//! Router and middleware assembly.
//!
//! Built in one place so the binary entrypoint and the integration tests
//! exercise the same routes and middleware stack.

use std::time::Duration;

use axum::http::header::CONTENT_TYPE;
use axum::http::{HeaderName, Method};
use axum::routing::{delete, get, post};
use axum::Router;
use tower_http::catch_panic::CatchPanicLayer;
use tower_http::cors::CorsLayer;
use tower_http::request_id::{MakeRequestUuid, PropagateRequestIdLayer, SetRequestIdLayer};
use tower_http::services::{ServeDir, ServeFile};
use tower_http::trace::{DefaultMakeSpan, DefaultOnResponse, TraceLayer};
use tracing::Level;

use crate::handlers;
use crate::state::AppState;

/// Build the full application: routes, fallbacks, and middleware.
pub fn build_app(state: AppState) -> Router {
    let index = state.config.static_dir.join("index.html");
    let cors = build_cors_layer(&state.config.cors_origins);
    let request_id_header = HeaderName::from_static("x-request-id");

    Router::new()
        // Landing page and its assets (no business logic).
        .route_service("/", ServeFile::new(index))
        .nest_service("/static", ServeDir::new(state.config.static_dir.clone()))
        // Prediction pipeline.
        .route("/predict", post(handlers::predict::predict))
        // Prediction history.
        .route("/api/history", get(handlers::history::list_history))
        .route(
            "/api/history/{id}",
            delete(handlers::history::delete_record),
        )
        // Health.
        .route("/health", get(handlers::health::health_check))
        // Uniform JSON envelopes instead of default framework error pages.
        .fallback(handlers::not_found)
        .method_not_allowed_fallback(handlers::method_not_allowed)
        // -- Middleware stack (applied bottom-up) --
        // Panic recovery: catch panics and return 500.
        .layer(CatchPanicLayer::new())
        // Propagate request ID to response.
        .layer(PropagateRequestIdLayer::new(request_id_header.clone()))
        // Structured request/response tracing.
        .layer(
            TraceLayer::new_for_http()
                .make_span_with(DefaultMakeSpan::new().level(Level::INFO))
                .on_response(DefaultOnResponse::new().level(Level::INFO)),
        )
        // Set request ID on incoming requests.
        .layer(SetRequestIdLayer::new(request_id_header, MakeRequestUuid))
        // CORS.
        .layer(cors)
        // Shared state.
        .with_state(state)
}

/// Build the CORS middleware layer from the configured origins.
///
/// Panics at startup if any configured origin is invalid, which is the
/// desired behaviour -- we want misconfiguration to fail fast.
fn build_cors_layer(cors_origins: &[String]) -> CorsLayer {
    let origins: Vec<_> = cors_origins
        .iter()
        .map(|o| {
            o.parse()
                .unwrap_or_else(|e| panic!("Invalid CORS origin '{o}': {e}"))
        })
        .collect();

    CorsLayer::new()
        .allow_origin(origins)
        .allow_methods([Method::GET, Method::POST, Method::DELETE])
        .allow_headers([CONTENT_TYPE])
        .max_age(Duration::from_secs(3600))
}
--
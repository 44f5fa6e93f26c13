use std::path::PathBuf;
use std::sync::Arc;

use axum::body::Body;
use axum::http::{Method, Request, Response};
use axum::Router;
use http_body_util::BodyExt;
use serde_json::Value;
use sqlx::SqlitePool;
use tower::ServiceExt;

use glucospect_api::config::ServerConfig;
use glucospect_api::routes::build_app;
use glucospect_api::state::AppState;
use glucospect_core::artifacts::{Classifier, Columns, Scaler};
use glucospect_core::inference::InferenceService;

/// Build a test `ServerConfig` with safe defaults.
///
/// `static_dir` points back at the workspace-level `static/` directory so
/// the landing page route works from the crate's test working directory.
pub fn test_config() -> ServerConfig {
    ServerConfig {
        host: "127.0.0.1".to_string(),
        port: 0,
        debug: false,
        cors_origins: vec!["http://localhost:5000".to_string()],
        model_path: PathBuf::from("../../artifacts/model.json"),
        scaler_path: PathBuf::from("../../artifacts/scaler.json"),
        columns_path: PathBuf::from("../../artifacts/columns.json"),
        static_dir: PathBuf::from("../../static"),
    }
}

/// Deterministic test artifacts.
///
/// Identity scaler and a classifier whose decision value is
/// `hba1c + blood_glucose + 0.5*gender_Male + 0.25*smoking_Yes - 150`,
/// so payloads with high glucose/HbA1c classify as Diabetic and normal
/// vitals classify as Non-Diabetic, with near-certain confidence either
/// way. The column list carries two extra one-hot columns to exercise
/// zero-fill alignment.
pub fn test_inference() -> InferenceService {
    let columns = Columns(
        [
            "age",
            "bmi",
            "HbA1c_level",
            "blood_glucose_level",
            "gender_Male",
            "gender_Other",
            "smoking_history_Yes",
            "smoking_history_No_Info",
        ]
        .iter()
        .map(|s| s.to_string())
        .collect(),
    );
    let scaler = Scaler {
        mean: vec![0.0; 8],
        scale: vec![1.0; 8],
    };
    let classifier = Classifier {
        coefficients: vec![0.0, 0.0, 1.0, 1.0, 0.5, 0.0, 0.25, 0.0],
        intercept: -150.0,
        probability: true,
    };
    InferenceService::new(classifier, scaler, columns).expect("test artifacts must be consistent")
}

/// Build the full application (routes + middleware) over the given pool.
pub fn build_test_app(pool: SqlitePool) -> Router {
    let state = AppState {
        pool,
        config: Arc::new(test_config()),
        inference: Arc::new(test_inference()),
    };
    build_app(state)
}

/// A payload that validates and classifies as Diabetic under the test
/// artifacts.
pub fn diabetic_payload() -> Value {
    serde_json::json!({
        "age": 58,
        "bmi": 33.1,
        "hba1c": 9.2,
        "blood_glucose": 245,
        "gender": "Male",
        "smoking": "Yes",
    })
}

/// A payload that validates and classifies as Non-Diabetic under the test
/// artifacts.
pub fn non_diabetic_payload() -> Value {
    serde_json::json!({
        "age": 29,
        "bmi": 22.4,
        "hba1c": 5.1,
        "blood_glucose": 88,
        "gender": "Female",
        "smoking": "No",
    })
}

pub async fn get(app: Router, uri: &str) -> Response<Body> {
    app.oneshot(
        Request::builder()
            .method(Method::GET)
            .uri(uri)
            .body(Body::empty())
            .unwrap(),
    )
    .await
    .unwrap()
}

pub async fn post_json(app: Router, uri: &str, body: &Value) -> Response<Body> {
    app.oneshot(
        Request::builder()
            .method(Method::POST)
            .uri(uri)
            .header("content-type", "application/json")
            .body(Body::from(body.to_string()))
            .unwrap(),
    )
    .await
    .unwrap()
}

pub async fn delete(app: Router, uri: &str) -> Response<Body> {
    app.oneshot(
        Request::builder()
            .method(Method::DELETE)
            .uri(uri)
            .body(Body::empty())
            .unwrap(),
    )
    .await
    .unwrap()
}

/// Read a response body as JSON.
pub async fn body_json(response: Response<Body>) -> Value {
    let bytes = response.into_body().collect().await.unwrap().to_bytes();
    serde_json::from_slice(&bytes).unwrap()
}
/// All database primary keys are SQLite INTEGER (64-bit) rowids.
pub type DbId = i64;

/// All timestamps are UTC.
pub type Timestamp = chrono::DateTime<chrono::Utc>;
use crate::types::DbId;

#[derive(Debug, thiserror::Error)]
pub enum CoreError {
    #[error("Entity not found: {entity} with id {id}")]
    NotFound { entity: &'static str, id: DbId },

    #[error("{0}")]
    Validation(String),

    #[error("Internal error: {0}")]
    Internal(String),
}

▶ [What you are asked to do]:
Leave out every line above except those from the line with "and middleware assembly." up to and including the line with "use tower_http::catch_panic::CatchPanicLayer;", and copy those exactly.

▶ [Solution]:
//! Router and middleware assembly.
//!
//! Built in one place so the binary entrypoint and the integration tests
//! exercise the same routes and middleware stack.

use std::time::Duration;

use axum::http::header::CONTENT_TYPE;
use axum::http::{HeaderName, Method};
use axum::routing::{delete, get, post};
use axum::Router;
use tower_http::catch_panic::CatchPanicLayer;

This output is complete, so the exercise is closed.